From the Tiki Central Forums:

1.Make a large, roaring fire.

2.Within earshot of the doll say “Well, I think it’s about time I get rid of this ventriloquist doll … it’s not doing me any good no more”.

3.Pick up the doll and say “I think this will burn up real good in the fire”

4.Walk towards the fire.

5.Make like you’re going to throw the doll into the fire on the count of 3.

At this point, if your doll is evil, you’ll feel a bite on your arm, or a punch, or some other violent reaction. The doll will try to get out of your grasp, and, if successful, will run away, most likely with an evil cackle out of it’s smiling mouth. Be careful … he’s not fleeing from you; he’s only looking for a place to hide in order to attack you later.

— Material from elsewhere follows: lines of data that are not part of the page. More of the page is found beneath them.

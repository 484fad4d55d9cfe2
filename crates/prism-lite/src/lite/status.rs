//! Status (server list ping) resolution: backend probing, per-backend ping cache with
//! single-flight loading, and the route's fallback response.

use std::{
    collections::HashMap,
    future::Future,
    net::SocketAddr,
    sync::{
        Arc, Mutex,
        atomic::{AtomicU64, Ordering},
    },
    time::{Duration, Instant},
};

use serde_json::{Value, json};
use tokio::{
    io::{AsyncRead, AsyncWrite},
    sync::watch,
};
use tokio_util::sync::CancellationToken;

use crate::lite::{
    codec::{self, Decoder},
    config::{FallbackStatus, Route},
    conn::ClientConn,
    error::LiteError,
    forward::try_backends,
    protocol::{Direction, Packet, PacketContext, State, StatusResponse},
    proxy::{Dialer, Proxy, read_packet},
};

const NIL_UUID: &str = "00000000-0000-0000-0000-000000000000";

pub type PingResult = Result<StatusResponse, Arc<LiteError>>;

#[derive(Debug, Clone, PartialEq, Eq, Hash)]
pub struct PingKey {
    pub backend: String,
    pub protocol: i32,
}

#[derive(Debug)]
struct Entry {
    result: PingResult,
    expires_at: Instant,
}

#[derive(Debug, Default)]
struct Inner {
    items: Mutex<HashMap<PingKey, Entry>>,
    inflight: Mutex<HashMap<PingKey, watch::Receiver<Option<PingResult>>>>,
    // Bumped by `clear`; loaders started before a clear do not insert.
    generation: AtomicU64,
    loads: AtomicU64,
}

/// TTL cache of status results keyed by backend and protocol version. Errors are cached too.
#[derive(Debug, Clone, Default)]
pub struct PingCache {
    inner: Arc<Inner>,
}

impl PingCache {
    pub fn new() -> Self {
        Self::default()
    }

    pub fn get(&self, key: &PingKey) -> Option<PingResult> {
        let mut items = self.inner.items.lock().unwrap_or_else(|e| e.into_inner());
        match items.get(key) {
            Some(e) if e.expires_at > Instant::now() => Some(e.result.clone()),
            Some(_) => {
                items.remove(key);
                None
            }
            None => None,
        }
    }

    pub fn insert(&self, key: PingKey, result: PingResult, ttl: Duration) {
        let entry = Entry {
            result,
            expires_at: Instant::now() + ttl,
        };
        self.inner
            .items
            .lock()
            .unwrap_or_else(|e| e.into_inner())
            .insert(key, entry);
    }

    pub fn clear(&self) {
        self.inner.generation.fetch_add(1, Ordering::AcqRel);
        self.inner
            .items
            .lock()
            .unwrap_or_else(|e| e.into_inner())
            .clear();
    }

    pub fn len(&self) -> usize {
        self.inner
            .items
            .lock()
            .unwrap_or_else(|e| e.into_inner())
            .len()
    }

    pub fn is_empty(&self) -> bool {
        self.len() == 0
    }

    /// Number of loader invocations so far.
    pub fn loads(&self) -> u64 {
        self.inner.loads.load(Ordering::Relaxed)
    }

    /// Returns the cached result for `key`, or runs `load` once for all concurrent callers.
    ///
    /// The loader runs on its own task, so cancelling `cancel` only abandons this waiter.
    pub async fn get_or_load<F, Fut>(
        &self,
        key: PingKey,
        ttl: Duration,
        cancel: &CancellationToken,
        load: F,
    ) -> Result<StatusResponse, LiteError>
    where
        F: FnOnce() -> Fut,
        Fut: Future<Output = Result<StatusResponse, LiteError>> + Send + 'static,
    {
        if let Some(res) = self.get(&key) {
            return res.map_err(LiteError::Shared);
        }

        let mut rx = {
            let mut inflight = self
                .inner
                .inflight
                .lock()
                .unwrap_or_else(|e| e.into_inner());
            // A loader may have finished between the fast path and taking the lock.
            if let Some(res) = self.get(&key) {
                return res.map_err(LiteError::Shared);
            }
            match inflight.get(&key) {
                Some(rx) => rx.clone(),
                None => {
                    let (tx, rx) = watch::channel(None);
                    inflight.insert(key.clone(), rx.clone());
                    self.spawn_loader(key.clone(), ttl, tx, load());
                    rx
                }
            }
        };

        tokio::select! {
            _ = cancel.cancelled() => Err(LiteError::ClientCancelled { during: "waiting for status" }),
            res = rx.wait_for(Option::is_some) => match res {
                Ok(v) => match &*v {
                    Some(res) => res.clone().map_err(LiteError::Shared),
                    None => Err(LiteError::LoaderAborted),
                },
                Err(_) => Err(LiteError::LoaderAborted),
            },
        }
    }

    fn spawn_loader<Fut>(
        &self,
        key: PingKey,
        ttl: Duration,
        tx: watch::Sender<Option<PingResult>>,
        fut: Fut,
    ) where
        Fut: Future<Output = Result<StatusResponse, LiteError>> + Send + 'static,
    {
        self.inner.loads.fetch_add(1, Ordering::Relaxed);
        let generation = self.inner.generation.load(Ordering::Acquire);
        let guard = InflightGuard {
            cache: self.clone(),
            key,
        };
        tokio::spawn(async move {
            let res = fut.await.map_err(Arc::new);
            let cache = &guard.cache;
            if cache.inner.generation.load(Ordering::Acquire) == generation {
                cache.insert(guard.key.clone(), res.clone(), ttl);
            }
            drop(guard);
            let _ = tx.send(Some(res));
        });
    }
}

/// Removes the in-flight marker even if the loader panics.
struct InflightGuard {
    cache: PingCache,
    key: PingKey,
}

impl Drop for InflightGuard {
    fn drop(&mut self) {
        self.cache
            .inner
            .inflight
            .lock()
            .unwrap_or_else(|e| e.into_inner())
            .remove(&self.key);
    }
}

impl Proxy {
    /// Produces the status response for a client that sent `request` after `handshake`.
    ///
    /// Backends are tried in strategy order; when all fail and the route has a fallback,
    /// the fallback is encoded instead of returning the error.
    pub async fn resolve_status_response<C>(
        &self,
        client: &C,
        handshake: &PacketContext,
        request: &PacketContext,
    ) -> Result<StatusResponse, LiteError>
    where
        C: ClientConn + ?Sized,
    {
        let Some(hs) = handshake.handshake() else {
            return Err(LiteError::UnexpectedPacket {
                got: handshake.describe(),
                expected: "Handshake",
            });
        };
        let client_addr = client.remote_addr();
        let target = self.resolve_target(hs, client_addr)?;
        let route = &target.matched.route;

        let protocol = hs.protocol_version;

        let res = try_backends(self.backend_iter(&target), |backend| {
            self.status_from_backend(client, route, backend, protocol, handshake, request)
        })
        .await;

        match (res, &route.fallback) {
            (Ok(status), _) => Ok(status),
            (Err(err @ LiteError::ClientCancelled { .. }), _) => Err(err),
            (Err(err), Some(fallback)) => {
                tracing::info!(error = %err, "lite: failed to resolve status response, will use fallback");
                let load = (route.max_connections > 0).then(|| RouteLoad {
                    max: route.max_connections,
                    online: self.strategies().route_connection_count(route.connection_key()),
                });
                let status = fallback_status_json(fallback, protocol, load)?;
                tracing::debug!(status = %status, "lite: using fallback status response");
                Ok(StatusResponse { status })
            }
            (Err(err), None) => Err(err),
        }
    }

    async fn status_from_backend<C>(
        &self,
        client: &C,
        route: &Arc<Route>,
        backend: String,
        protocol: i32,
        handshake: &PacketContext,
        request: &PacketContext,
    ) -> Result<StatusResponse, LiteError>
    where
        C: ClientConn + ?Sized,
    {
        let dialer = self.dialer();
        let timeout = self.settings().status_timeout;
        let client_addr = client.remote_addr();

        if !route.cache_ping.enabled {
            return load_status(
                &dialer,
                client.cancellation(),
                client_addr,
                route,
                &backend,
                protocol,
                handshake,
                request,
                timeout,
            )
            .await;
        }

        let key = PingKey {
            backend: backend.clone(),
            protocol,
        };
        let load = {
            let route = route.clone();
            let handshake = handshake.clone();
            let request = request.clone();
            let cancel = self.shutdown_token().child_token();
            move || async move {
                load_status(
                    &dialer,
                    &cancel,
                    client_addr,
                    &route,
                    &backend,
                    protocol,
                    &handshake,
                    &request,
                    timeout,
                )
                .await
            }
        };
        self.ping_cache
            .get_or_load(key, route.cache_ping.ttl, client.cancellation(), load)
            .await
    }
}

#[allow(clippy::too_many_arguments)]
async fn load_status(
    dialer: &Dialer,
    cancel: &CancellationToken,
    client_addr: SocketAddr,
    route: &Route,
    backend: &str,
    protocol: i32,
    handshake: &PacketContext,
    request: &PacketContext,
    timeout: Duration,
) -> Result<StatusResponse, LiteError> {
    tracing::debug!(backend, "lite: resolving status");
    let dialed = dialer
        .dial_route(cancel, client_addr, route, backend, handshake)
        .await?;
    fetch_status(
        dialed.stream,
        &dialed.backend,
        protocol,
        request,
        cancel,
        timeout,
    )
    .await
}

/// Sends the status request over an already handshaken backend connection and reads the
/// response. Bytes after the response are ignored.
pub(crate) async fn fetch_status<S>(
    mut conn: S,
    backend: &str,
    protocol: i32,
    request: &PacketContext,
    cancel: &CancellationToken,
    timeout: Duration,
) -> Result<StatusResponse, LiteError>
where
    S: AsyncRead + AsyncWrite + Unpin,
{
    codec::write_frame(&mut conn, &request.payload)
        .await
        .map_err(|source| LiteError::BackendIo {
            backend: backend.to_string(),
            stage: "write status request",
            source,
        })?;

    let mut dec = Decoder::new(conn, Direction::Clientbound);
    dec.set_protocol(protocol);
    dec.set_state(State::Status);
    let ctx = read_packet(&mut dec, cancel, timeout, "reading backend status").await?;
    match ctx.packet {
        Some(Packet::StatusResponse(res)) => Ok(res),
        _ => Err(LiteError::UnexpectedPacket {
            got: ctx.describe(),
            expected: "StatusResponse",
        }),
    }
}

/// Live forward count of a route with a connection limit.
#[derive(Debug, Clone, Copy, PartialEq, Eq)]
pub struct RouteLoad {
    pub max: u32,
    pub online: u64,
}

/// Encodes `fallback` as a status document. A version protocol of 0 echoes the client's.
/// `load`, when given, replaces the configured player counts.
pub fn fallback_status_json(
    fallback: &FallbackStatus,
    client_protocol: i32,
    load: Option<RouteLoad>,
) -> Result<String, serde_json::Error> {
    let protocol = match fallback.version.protocol {
        0 => client_protocol,
        p => p,
    };
    let mut players = match &fallback.players {
        Some(p) => {
            let sample: Vec<Value> = p
                .sample
                .iter()
                .map(|s| {
                    let id = if s.id.is_empty() { NIL_UUID } else { s.id.as_str() };
                    json!({ "name": s.name, "id": id })
                })
                .collect();
            let mut players = json!({ "max": p.max, "online": p.online });
            if !sample.is_empty() {
                players["sample"] = Value::Array(sample);
            }
            players
        }
        None => json!({ "max": 0, "online": 0 }),
    };
    if let Some(load) = load {
        players["max"] = json!(load.max);
        players["online"] = json!(load.online);
    }
    let doc = json!({
        "version": { "name": fallback.version.name, "protocol": protocol },
        "players": players,
        "description": fallback.motd.clone().unwrap_or_else(|| Value::String(String::new())),
    });
    serde_json::to_string(&doc)
}
use std::{
    sync::Arc,
    time::{SystemTime, UNIX_EPOCH},
};

use anyhow::Context;
use metrics_exporter_prometheus::{PrometheusBuilder, PrometheusHandle};

use crate::lite::{
    events::{ForwardEndedEvent, ForwardStartedEvent},
    runtime::Plugin,
};

/// Installs a Prometheus recorder for the `metrics` crate and returns a handle used to render
/// the exposition format.
///
/// This should be called once per process at startup.
pub fn init_prometheus() -> anyhow::Result<PrometheusHandle> {
    PrometheusBuilder::new()
        .install_recorder()
        .context("metrics: install Prometheus recorder")
}

/// Counts forward lifecycle events into the installed recorder.
pub fn metrics_plugin() -> Plugin {
    Plugin::new("metrics", |rt| {
        rt.events().subscribe(0, |_: &mut ForwardStartedEvent| {
            metrics::counter!("lite_forwards_started_total").increment(1);
            metrics::gauge!("lite_active_forwards").increment(1.0);
        });
        rt.events().subscribe(0, |e: &mut ForwardEndedEvent| {
            metrics::counter!("lite_forwards_ended_total", "reason" => e.reason.as_str())
                .increment(1);
            // Failed dials never emitted a start.
            if e.backend_addr.is_some() {
                metrics::gauge!("lite_active_forwards").decrement(1.0);
            }
        });
        Ok(())
    })
}

pub fn unix_ms(t: SystemTime) -> u64 {
    t.duration_since(UNIX_EPOCH).unwrap_or_default().as_millis() as u64
}

#[derive(Debug, Clone, Default)]
pub struct ReloadSignal {
    // Monotonic counter; increment indicates a reload request.
    pub seq: u64,
}

impl ReloadSignal {
    pub fn new() -> Self {
        Self { seq: 0 }
    }

    pub fn next(&mut self) {
        self.seq = self.seq.wrapping_add(1);
    }
}

pub type SharedPrometheusHandle = Arc<PrometheusHandle>;

#[cfg(test)]
mod tests {
    use std::time::Duration;

    use super::*;
    use crate::lite::{events::ForwardEndReason, runtime::Runtime};

    #[test]
    fn metrics_plugin_counts_lifecycle() {
        let rt = Runtime::new();
        rt.install(metrics_plugin()).expect("install");

        let recorder = PrometheusBuilder::new().build_recorder();
        let handle = recorder.handle();

        let started_at = UNIX_EPOCH + Duration::from_secs(1);
        let mut started = ForwardStartedEvent {
            connection_id: "lfwd-1".into(),
            client_ip: Some("198.51.100.5".parse().expect("ip")),
            client_addr: "198.51.100.5:5000".parse().expect("addr"),
            backend_addr: "10.0.0.1:25565".parse().expect("addr"),
            host: "play.example.com".into(),
            route_id: "*.example.com".into(),
            started_at,
        };
        let mut ended = ForwardEndedEvent {
            connection_id: started.connection_id.clone(),
            client_ip: started.client_ip,
            client_addr: started.client_addr,
            backend_addr: Some(started.backend_addr),
            host: started.host.clone(),
            route_id: started.route_id.clone(),
            started_at,
            ended_at: started_at + Duration::from_secs(3),
            reason: ForwardEndReason::ClientClosed,
        };

        metrics::with_local_recorder(&recorder, || {
            rt.events().fire(&mut started);
            rt.events().fire(&mut ended);
        });

        let out = handle.render();
        assert!(out.contains("lite_forwards_started_total 1"), "{out}");
        assert!(
            out.contains("lite_forwards_ended_total{reason=\"client_closed\"} 1"),
            "{out}"
        );
        assert!(out.contains("lite_active_forwards 0"), "{out}");
    }

    #[test]
    fn reload_signal_increments() {
        let mut s = ReloadSignal::new();
        s.next();
        s.next();
        assert_eq!(s.seq, 2);
        assert_eq!(unix_ms(UNIX_EPOCH + Duration::from_millis(1500)), 1500);
    }
}
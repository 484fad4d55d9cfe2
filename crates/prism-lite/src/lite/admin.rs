use std::{net::IpAddr, path::PathBuf, sync::Arc};

use anyhow::Context;
use axum::{
    Json, Router,
    extract::{Path, Query, State},
    http::{StatusCode, header},
    response::{IntoResponse, Response},
    routing::{get, post},
};
use serde::{Deserialize, Serialize};
use tokio::{net::TcpListener, sync::watch};
use tokio_util::sync::CancellationToken;
use tower_http::{cors::CorsLayer, trace::TraceLayer};

use crate::lite::{
    proxy::Proxy,
    registry::ActiveForward,
    telemetry::{self, ReloadSignal, SharedPrometheusHandle},
};

pub struct AdminState {
    pub proxy: Arc<Proxy>,
    /// `None` when no recorder was installed; `/metrics` then answers 404.
    pub prometheus: Option<SharedPrometheusHandle>,
    pub config_path: PathBuf,
    pub reload_tx: watch::Sender<ReloadSignal>,
}

pub fn router(state: Arc<AdminState>) -> Router {
    Router::new()
        .route("/health", get(health))
        .route("/metrics", get(metrics))
        .route("/routes", get(routes))
        .route("/forwards", get(forwards))
        .route("/forwards/{id}", get(forward_by_id))
        .route("/reload", post(reload))
        .with_state(state)
        .layer(CorsLayer::permissive())
        .layer(TraceLayer::new_for_http())
}

pub async fn serve(addr: &str, state: AdminState, shutdown: CancellationToken) -> anyhow::Result<()> {
    let listener = TcpListener::bind(addr)
        .await
        .with_context(|| format!("admin: bind {addr}"))?;
    serve_listener(listener, state, shutdown).await
}

pub async fn serve_listener(
    listener: TcpListener,
    state: AdminState,
    shutdown: CancellationToken,
) -> anyhow::Result<()> {
    let addr = listener.local_addr().context("admin: local addr")?;
    tracing::info!(admin_addr = %addr, "admin: listening");

    axum::serve(listener, router(Arc::new(state)))
        .with_graceful_shutdown(shutdown.cancelled_owned())
        .await
        .context("admin: serve")?;

    Ok(())
}

#[derive(Debug, Serialize)]
struct HealthResponse {
    ok: bool,
    routes: usize,
    active_forwards: usize,
}

async fn health(State(st): State<Arc<AdminState>>) -> impl IntoResponse {
    let rt = st.proxy.runtime();
    (
        StatusCode::OK,
        Json(HealthResponse {
            ok: true,
            routes: st.proxy.router().routes().len(),
            active_forwards: rt.forwards().len(),
        }),
    )
}

async fn metrics(State(st): State<Arc<AdminState>>) -> Response {
    match &st.prometheus {
        Some(handle) => (
            StatusCode::OK,
            [(header::CONTENT_TYPE, "text/plain; version=0.0.4")],
            handle.render(),
        )
            .into_response(),
        None => (StatusCode::NOT_FOUND, "metrics recorder not installed").into_response(),
    }
}

#[derive(Debug, Serialize)]
struct RouteView {
    hosts: Vec<String>,
    backends: Vec<String>,
    strategy: String,
    proxy_protocol: bool,
    tcp_shield_real_ip: bool,
    modify_virtual_host: bool,
    cache_ping: bool,
    cache_ping_ttl_ms: u64,
    fallback: bool,
    max_connections: u32,
    connections: u64,
}

async fn routes(State(st): State<Arc<AdminState>>) -> impl IntoResponse {
    let views: Vec<RouteView> = st
        .proxy
        .router()
        .routes()
        .iter()
        .map(|r| RouteView {
            hosts: r.hosts.clone(),
            backends: r.backends.clone(),
            strategy: r.strategy.to_string(),
            proxy_protocol: r.proxy_protocol,
            tcp_shield_real_ip: r.tcp_shield_real_ip,
            modify_virtual_host: r.modify_virtual_host,
            cache_ping: r.cache_ping.enabled,
            cache_ping_ttl_ms: r.cache_ping.ttl.as_millis() as u64,
            fallback: r.fallback.is_some(),
            max_connections: r.max_connections,
            connections: st
                .proxy
                .strategies()
                .route_connection_count(r.connection_key()),
        })
        .collect();
    (StatusCode::OK, Json(views))
}

#[derive(Debug, Serialize)]
struct ForwardView {
    connection_id: String,
    client_ip: Option<IpAddr>,
    client_addr: String,
    backend_addr: String,
    host: String,
    route: String,
    started_at_unix_ms: u64,
}

impl From<ActiveForward> for ForwardView {
    fn from(f: ActiveForward) -> Self {
        Self {
            connection_id: f.connection_id,
            client_ip: f.client_ip,
            client_addr: f.client_addr.to_string(),
            backend_addr: f.backend_addr.to_string(),
            host: f.host,
            route: f.route_id,
            started_at_unix_ms: telemetry::unix_ms(f.started_at),
        }
    }
}

fn views(forwards: Vec<ActiveForward>) -> Json<Vec<ForwardView>> {
    Json(forwards.into_iter().map(ForwardView::from).collect())
}

#[derive(Debug, Deserialize)]
struct ForwardsQuery {
    ip: Option<String>,
}

async fn forwards(
    State(st): State<Arc<AdminState>>,
    Query(q): Query<ForwardsQuery>,
) -> Response {
    let tracker = st.proxy.runtime().forwards();
    match q.ip.as_deref().map(str::trim).filter(|s| !s.is_empty()) {
        None => (StatusCode::OK, views(tracker.list())).into_response(),
        Some(raw) => match raw.parse::<IpAddr>() {
            Ok(ip) => (StatusCode::OK, views(tracker.list_by_client_ip(ip))).into_response(),
            Err(_) => (StatusCode::BAD_REQUEST, format!("invalid ip {raw:?}")).into_response(),
        },
    }
}

async fn forward_by_id(State(st): State<Arc<AdminState>>, Path(id): Path<String>) -> Response {
    match st.proxy.runtime().forwards().get(&id) {
        Some(fwd) => (StatusCode::OK, Json(ForwardView::from(fwd))).into_response(),
        None => StatusCode::NOT_FOUND.into_response(),
    }
}

#[derive(Debug, Serialize)]
struct ReloadResponse {
    seq: u64,
    config_path: String,
}

async fn reload(State(st): State<Arc<AdminState>>) -> impl IntoResponse {
    let mut next = st.reload_tx.borrow().clone();
    next.next();
    let seq = next.seq;

    // Nobody may be listening when reload is disabled.
    let _ = st.reload_tx.send(next);

    (
        StatusCode::OK,
        Json(ReloadResponse {
            seq,
            config_path: st.config_path.display().to_string(),
        }),
    )
}
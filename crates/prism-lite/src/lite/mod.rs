pub mod admin;
pub mod app;
pub mod backend;
pub mod blacklist;
pub mod codec;
pub mod config;
pub mod conn;
pub mod error;
pub mod events;
pub mod forward;
pub mod logging;
pub mod net;
pub mod protocol;
pub mod proxy;
pub mod proxy_protocol;
pub mod registry;
pub mod router;
pub mod runtime;
pub mod status;
pub mod strategy;
pub mod telemetry;
pub mod vhost;

pub async fn run(config_path: Option<std::path::PathBuf>) -> anyhow::Result<()> {
    app::run(config_path).await
}
use std::{error::Error as StdError, io, net::IpAddr, sync::Arc};

use thiserror::Error;

use crate::lite::{codec::CodecError, logging};

/// Errors raised on the forward and status paths.
///
/// Each error carries a verbosity: 0 is logged normally, 1 and above only at debug level.
#[derive(Debug, Error)]
pub enum LiteError {
    #[error("no route configured for host {host}")]
    RouteNotFound { host: String },

    #[error("no backend configured for route {route}")]
    NoBackendConfigured { route: String },

    #[error("client ip {ip} is blacklisted for route {route}")]
    Blacklisted { ip: IpAddr, route: String },

    #[error("route {route} reached its connection limit ({current}/{max})")]
    RouteFull { route: String, max: u32, current: u64 },

    #[error("failed to connect to backend {backend}: {source}")]
    Dial {
        backend: String,
        #[source]
        source: io::Error,
    },

    #[error("all backends failed{}", last_error_suffix(.last))]
    AllBackendsFailed {
        #[source]
        last: Option<Box<LiteError>>,
    },

    #[error("backend {backend}: failed to {stage}: {source}")]
    BackendIo {
        backend: String,
        stage: &'static str,
        #[source]
        source: io::Error,
    },

    #[error(transparent)]
    Codec(#[from] CodecError),

    #[error("received unexpected {got}, expected {expected}")]
    UnexpectedPacket { got: String, expected: &'static str },

    #[error("client connection cancelled while {during}")]
    ClientCancelled { during: &'static str },

    #[error("status loader ended without a result")]
    LoaderAborted,

    #[error("failed to encode fallback status: {0}")]
    Fallback(#[from] serde_json::Error),

    /// An error shared between several waiters, e.g. a cached ping failure.
    #[error(transparent)]
    Shared(Arc<LiteError>),
}

fn last_error_suffix(last: &Option<Box<LiteError>>) -> String {
    match last {
        Some(err) => format!(", last error: {err}"),
        None => String::new(),
    }
}

impl LiteError {
    pub fn verbosity(&self) -> u8 {
        match self {
            LiteError::RouteNotFound { .. } | LiteError::ClientCancelled { .. } => 1,
            LiteError::AllBackendsFailed { .. } => 0,
            LiteError::Shared(inner) => inner.verbosity(),
            LiteError::Codec(c) if c.is_soft() => 1,
            other => {
                if is_connection_refused(other) || is_timeout(other) {
                    1
                } else {
                    0
                }
            }
        }
    }

    /// Logs `message` at the level matching this error's verbosity.
    pub fn log(&self, message: &str) {
        logging::log_verbose(self.verbosity(), self, message);
    }
}

fn chain<'a>(
    err: &'a (dyn StdError + 'static),
) -> impl Iterator<Item = &'a (dyn StdError + 'static)> {
    std::iter::successors(Some(err), |e| (*e).source())
}

/// Walks the source chain looking for an OS "connection refused" or its textual form.
pub fn is_connection_refused(err: &(dyn StdError + 'static)) -> bool {
    chain(err).any(|e| {
        if let Some(io) = e.downcast_ref::<io::Error>() {
            if io.kind() == io::ErrorKind::ConnectionRefused {
                return true;
            }
        }
        e.to_string()
            .to_ascii_lowercase()
            .contains("connection refused")
    })
}

pub fn is_timeout(err: &(dyn StdError + 'static)) -> bool {
    chain(err).any(|e| {
        e.downcast_ref::<io::Error>()
            .is_some_and(|io| io.kind() == io::ErrorKind::TimedOut)
            || e.downcast_ref::<tokio::time::error::Elapsed>().is_some()
    })
}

If nothing happens, your doll is probably not evil. You now have 2 choices: Throw it into the fire anyway, or put it away. Warning: If you do not throw the doll in the fire, it is suggested that you take a knife with you to bed. It’s possible the doll IS evil but knew you were testing it, and is waiting for you to go to sleep before attempting to strangle you.

~Hanford

Tiki Socialite purple jade, however, raises a disturbing point.

This is a moot argument…everyone knows all ventriloquist’s dummies are evil, as are their cousins, clowns.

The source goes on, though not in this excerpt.